= What is being asked =
Scan the data and please report how many lines include the word "crate". Leave out everything but the number.

::::::::::

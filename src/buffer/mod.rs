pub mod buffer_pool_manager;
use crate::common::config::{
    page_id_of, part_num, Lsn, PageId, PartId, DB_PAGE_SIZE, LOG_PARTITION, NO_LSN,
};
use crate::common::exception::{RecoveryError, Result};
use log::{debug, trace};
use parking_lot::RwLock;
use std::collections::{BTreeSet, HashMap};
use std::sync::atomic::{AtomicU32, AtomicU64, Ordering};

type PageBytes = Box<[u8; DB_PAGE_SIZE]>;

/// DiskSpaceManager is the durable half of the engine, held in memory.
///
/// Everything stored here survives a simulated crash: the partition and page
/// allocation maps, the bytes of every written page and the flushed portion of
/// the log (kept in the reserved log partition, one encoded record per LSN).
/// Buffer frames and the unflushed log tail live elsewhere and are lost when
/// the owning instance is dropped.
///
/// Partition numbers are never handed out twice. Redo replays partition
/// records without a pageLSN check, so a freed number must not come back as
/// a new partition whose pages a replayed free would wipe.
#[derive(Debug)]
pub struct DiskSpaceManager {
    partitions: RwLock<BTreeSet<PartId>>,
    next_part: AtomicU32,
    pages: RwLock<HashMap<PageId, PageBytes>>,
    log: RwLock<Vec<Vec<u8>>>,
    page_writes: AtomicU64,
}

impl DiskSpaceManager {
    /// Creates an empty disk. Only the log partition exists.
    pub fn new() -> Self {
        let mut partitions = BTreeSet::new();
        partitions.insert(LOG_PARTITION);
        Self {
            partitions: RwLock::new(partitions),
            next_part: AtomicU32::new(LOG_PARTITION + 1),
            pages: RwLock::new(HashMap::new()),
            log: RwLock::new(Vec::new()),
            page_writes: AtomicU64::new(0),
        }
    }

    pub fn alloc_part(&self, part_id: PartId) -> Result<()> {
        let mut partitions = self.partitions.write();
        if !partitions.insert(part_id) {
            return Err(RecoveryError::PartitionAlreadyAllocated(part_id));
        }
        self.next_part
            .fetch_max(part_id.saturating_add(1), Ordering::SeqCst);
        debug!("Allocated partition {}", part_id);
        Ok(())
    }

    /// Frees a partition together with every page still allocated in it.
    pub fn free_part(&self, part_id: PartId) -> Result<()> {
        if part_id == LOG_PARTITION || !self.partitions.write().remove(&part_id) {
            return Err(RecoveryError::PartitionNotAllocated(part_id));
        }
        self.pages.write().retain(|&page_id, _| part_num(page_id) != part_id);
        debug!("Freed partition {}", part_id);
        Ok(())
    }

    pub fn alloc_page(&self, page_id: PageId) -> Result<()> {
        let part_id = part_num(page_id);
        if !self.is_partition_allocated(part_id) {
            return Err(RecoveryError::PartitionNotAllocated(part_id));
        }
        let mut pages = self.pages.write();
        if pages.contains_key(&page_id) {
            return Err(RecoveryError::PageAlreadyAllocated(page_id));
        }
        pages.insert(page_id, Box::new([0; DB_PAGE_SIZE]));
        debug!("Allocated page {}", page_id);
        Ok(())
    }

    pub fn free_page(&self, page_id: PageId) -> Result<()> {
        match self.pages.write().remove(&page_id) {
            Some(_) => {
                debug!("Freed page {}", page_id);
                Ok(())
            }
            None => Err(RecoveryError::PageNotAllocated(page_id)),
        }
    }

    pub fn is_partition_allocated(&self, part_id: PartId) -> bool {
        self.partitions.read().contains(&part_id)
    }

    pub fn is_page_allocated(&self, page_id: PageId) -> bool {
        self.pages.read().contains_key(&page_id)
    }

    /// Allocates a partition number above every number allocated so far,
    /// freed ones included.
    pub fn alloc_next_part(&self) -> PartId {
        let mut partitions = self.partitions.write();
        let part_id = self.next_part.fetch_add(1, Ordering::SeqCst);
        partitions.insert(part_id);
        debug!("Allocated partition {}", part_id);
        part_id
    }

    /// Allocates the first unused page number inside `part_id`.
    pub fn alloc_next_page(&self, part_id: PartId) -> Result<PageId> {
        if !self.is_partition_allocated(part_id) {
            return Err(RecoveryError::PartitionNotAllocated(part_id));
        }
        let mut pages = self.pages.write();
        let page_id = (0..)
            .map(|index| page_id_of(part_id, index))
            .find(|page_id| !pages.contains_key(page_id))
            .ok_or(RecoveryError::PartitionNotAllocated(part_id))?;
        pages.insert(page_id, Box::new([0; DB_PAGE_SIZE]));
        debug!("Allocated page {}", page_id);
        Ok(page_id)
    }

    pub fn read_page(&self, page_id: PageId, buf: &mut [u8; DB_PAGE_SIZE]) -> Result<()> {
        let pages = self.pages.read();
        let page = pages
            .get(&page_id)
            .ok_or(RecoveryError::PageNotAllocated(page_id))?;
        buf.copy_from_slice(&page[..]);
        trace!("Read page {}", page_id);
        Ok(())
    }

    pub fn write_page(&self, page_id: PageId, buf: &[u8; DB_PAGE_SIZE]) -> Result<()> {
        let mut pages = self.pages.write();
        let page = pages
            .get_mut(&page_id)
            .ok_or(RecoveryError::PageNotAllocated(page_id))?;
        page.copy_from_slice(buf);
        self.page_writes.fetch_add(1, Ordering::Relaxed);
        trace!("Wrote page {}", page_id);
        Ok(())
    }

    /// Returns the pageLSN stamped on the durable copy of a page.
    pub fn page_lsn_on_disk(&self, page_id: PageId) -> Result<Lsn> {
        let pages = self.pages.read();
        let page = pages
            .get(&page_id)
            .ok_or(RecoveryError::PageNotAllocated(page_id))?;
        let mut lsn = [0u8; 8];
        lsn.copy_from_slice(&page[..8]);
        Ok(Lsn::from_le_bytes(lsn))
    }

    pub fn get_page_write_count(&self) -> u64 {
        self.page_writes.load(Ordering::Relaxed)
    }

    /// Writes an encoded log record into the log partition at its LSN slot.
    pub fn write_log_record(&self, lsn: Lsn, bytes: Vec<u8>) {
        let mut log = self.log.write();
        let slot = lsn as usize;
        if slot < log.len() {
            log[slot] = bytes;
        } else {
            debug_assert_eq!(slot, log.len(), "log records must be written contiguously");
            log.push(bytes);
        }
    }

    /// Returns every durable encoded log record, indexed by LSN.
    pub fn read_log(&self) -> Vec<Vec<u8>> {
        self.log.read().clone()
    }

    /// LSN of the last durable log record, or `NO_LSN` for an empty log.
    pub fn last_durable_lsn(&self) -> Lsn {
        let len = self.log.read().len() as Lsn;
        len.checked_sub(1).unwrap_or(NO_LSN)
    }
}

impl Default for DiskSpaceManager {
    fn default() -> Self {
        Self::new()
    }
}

::::::::::

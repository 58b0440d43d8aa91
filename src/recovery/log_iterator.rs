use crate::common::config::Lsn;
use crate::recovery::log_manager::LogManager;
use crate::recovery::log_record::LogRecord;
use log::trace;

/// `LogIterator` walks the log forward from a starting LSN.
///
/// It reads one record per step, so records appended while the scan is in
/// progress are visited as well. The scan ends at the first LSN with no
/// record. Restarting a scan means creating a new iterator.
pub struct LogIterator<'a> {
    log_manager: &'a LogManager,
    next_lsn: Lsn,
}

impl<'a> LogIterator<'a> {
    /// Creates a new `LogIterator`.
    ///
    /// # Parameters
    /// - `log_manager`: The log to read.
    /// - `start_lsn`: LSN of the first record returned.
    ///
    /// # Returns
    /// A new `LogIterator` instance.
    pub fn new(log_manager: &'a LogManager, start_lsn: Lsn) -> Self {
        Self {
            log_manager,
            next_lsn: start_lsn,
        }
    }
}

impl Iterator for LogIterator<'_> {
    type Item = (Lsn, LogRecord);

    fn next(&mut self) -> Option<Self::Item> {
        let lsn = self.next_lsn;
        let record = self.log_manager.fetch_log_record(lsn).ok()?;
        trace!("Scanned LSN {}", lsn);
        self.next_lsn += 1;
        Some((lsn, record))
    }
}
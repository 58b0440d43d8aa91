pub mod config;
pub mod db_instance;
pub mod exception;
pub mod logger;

::::::::::

= Solution to this problem =
5